What lines in the material hold the string "entries"? Copy out each of them.

+++

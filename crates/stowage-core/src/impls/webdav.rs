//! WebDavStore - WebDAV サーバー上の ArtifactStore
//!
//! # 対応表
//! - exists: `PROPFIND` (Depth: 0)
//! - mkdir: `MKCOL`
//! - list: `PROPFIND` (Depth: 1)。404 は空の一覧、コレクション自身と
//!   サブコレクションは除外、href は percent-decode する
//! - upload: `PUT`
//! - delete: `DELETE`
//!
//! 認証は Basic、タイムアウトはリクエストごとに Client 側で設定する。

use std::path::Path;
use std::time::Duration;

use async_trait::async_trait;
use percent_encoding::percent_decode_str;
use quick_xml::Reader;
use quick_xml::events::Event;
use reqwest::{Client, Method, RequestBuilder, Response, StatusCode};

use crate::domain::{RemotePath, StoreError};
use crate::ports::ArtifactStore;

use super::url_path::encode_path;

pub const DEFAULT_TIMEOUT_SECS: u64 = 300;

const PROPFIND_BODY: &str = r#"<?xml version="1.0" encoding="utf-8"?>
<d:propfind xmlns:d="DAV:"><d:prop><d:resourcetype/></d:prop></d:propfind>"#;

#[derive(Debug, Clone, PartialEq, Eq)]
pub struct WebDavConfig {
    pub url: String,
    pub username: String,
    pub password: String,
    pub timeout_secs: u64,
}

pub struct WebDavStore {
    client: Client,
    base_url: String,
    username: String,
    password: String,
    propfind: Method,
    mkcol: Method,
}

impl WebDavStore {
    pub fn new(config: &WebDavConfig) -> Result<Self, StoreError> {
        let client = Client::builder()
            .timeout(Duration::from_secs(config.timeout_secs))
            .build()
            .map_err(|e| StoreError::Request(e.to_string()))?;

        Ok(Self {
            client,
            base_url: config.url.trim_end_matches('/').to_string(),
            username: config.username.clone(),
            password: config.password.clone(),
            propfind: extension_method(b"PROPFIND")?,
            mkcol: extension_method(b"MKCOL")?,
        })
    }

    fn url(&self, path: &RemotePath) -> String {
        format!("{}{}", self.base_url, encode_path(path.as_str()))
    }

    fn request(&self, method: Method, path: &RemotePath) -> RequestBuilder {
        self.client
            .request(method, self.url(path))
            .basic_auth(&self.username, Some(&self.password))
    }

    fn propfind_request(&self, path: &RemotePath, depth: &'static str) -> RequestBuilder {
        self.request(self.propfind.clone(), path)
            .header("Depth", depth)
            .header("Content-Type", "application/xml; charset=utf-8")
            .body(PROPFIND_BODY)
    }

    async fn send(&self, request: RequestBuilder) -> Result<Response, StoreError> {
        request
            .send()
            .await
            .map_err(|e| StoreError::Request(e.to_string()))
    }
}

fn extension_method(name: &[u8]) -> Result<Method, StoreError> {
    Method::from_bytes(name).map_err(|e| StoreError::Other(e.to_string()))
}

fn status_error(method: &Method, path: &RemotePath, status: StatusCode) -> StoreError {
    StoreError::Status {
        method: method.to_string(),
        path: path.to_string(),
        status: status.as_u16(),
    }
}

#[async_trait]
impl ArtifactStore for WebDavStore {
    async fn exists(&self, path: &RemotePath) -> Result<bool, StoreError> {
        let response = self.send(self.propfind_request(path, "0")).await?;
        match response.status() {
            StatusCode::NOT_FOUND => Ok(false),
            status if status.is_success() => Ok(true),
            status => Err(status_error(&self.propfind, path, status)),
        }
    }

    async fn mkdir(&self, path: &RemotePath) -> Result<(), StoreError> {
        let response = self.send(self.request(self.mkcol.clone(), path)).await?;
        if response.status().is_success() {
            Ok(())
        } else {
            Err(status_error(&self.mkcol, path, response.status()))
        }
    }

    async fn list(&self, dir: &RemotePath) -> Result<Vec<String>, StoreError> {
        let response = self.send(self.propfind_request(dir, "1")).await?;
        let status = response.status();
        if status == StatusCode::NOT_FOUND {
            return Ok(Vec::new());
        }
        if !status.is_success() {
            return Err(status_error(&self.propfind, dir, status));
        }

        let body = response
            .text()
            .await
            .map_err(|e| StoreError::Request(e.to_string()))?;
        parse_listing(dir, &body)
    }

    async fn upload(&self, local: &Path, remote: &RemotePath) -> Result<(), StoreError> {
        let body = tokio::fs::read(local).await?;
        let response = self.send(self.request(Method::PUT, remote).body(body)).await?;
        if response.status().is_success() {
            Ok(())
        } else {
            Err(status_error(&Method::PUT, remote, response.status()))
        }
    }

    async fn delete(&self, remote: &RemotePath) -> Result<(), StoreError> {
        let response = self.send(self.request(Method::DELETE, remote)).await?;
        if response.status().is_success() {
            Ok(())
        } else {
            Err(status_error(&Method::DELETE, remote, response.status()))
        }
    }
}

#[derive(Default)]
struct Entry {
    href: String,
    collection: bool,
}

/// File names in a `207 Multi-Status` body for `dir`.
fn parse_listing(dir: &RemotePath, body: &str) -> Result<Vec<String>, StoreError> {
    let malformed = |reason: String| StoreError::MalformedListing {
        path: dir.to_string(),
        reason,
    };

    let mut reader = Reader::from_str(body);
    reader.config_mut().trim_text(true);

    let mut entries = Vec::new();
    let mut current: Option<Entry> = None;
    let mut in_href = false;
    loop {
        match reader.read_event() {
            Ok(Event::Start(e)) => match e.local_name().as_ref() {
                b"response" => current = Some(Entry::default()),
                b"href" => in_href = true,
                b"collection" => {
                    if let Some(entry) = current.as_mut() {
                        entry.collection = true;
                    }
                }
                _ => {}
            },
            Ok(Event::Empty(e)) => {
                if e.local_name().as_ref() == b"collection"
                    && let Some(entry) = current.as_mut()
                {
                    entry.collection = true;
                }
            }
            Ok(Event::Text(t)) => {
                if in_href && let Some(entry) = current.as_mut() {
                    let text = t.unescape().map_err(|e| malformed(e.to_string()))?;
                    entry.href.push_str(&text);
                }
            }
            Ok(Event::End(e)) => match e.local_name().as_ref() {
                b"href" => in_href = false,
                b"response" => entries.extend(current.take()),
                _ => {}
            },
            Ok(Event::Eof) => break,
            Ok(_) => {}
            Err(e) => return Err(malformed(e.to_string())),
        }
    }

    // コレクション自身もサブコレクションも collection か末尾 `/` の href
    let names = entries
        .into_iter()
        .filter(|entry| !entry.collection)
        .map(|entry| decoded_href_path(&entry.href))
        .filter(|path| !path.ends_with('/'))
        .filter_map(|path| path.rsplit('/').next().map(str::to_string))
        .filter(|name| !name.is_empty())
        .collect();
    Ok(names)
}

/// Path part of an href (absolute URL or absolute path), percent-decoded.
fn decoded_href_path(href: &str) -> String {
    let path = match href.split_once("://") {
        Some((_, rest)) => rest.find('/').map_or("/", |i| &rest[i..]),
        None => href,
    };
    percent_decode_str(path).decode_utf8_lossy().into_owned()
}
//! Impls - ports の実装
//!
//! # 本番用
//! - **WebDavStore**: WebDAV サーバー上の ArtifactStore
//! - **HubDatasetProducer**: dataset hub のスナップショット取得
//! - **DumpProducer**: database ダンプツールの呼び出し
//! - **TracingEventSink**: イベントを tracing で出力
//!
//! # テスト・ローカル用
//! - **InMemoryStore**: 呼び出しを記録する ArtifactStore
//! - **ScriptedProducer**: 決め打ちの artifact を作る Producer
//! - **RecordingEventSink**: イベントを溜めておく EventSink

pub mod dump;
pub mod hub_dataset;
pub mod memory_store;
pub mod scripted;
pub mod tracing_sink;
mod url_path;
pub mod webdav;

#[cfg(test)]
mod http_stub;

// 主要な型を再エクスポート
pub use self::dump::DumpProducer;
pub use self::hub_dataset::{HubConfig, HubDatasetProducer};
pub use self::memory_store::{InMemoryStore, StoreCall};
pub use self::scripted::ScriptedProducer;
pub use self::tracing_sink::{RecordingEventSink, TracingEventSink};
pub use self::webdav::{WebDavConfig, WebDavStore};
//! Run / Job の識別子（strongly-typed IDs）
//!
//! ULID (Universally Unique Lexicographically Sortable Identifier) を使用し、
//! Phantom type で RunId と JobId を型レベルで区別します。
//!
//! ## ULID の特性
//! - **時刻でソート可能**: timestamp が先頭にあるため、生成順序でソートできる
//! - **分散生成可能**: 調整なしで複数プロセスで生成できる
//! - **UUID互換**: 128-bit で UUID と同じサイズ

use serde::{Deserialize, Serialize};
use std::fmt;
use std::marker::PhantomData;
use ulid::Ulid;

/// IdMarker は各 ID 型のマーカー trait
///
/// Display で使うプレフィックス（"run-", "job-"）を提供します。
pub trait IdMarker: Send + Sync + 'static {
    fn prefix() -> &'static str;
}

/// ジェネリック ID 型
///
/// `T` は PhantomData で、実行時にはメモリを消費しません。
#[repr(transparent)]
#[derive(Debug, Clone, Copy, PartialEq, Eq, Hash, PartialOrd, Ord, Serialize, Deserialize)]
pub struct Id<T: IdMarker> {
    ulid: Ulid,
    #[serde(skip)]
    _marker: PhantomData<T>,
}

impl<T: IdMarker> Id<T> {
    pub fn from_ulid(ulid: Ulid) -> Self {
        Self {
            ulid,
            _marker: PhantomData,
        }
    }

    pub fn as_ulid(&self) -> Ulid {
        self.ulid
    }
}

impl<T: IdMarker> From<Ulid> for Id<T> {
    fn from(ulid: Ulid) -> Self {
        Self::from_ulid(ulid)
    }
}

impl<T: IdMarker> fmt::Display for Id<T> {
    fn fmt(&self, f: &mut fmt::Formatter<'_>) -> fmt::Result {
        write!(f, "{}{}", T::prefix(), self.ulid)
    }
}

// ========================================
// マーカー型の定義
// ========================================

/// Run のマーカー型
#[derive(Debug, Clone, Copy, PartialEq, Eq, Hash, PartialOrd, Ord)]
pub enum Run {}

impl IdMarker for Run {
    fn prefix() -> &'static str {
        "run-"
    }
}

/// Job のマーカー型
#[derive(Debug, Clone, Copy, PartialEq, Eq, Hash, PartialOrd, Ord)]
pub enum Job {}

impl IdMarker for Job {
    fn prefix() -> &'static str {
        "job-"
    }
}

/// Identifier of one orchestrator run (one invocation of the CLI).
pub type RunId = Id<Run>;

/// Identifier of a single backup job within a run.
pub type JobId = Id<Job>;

+++

> **Answer area**
    let mut entries = Vec::new();
                b"response" => entries.extend(current.take()),
    let names = entries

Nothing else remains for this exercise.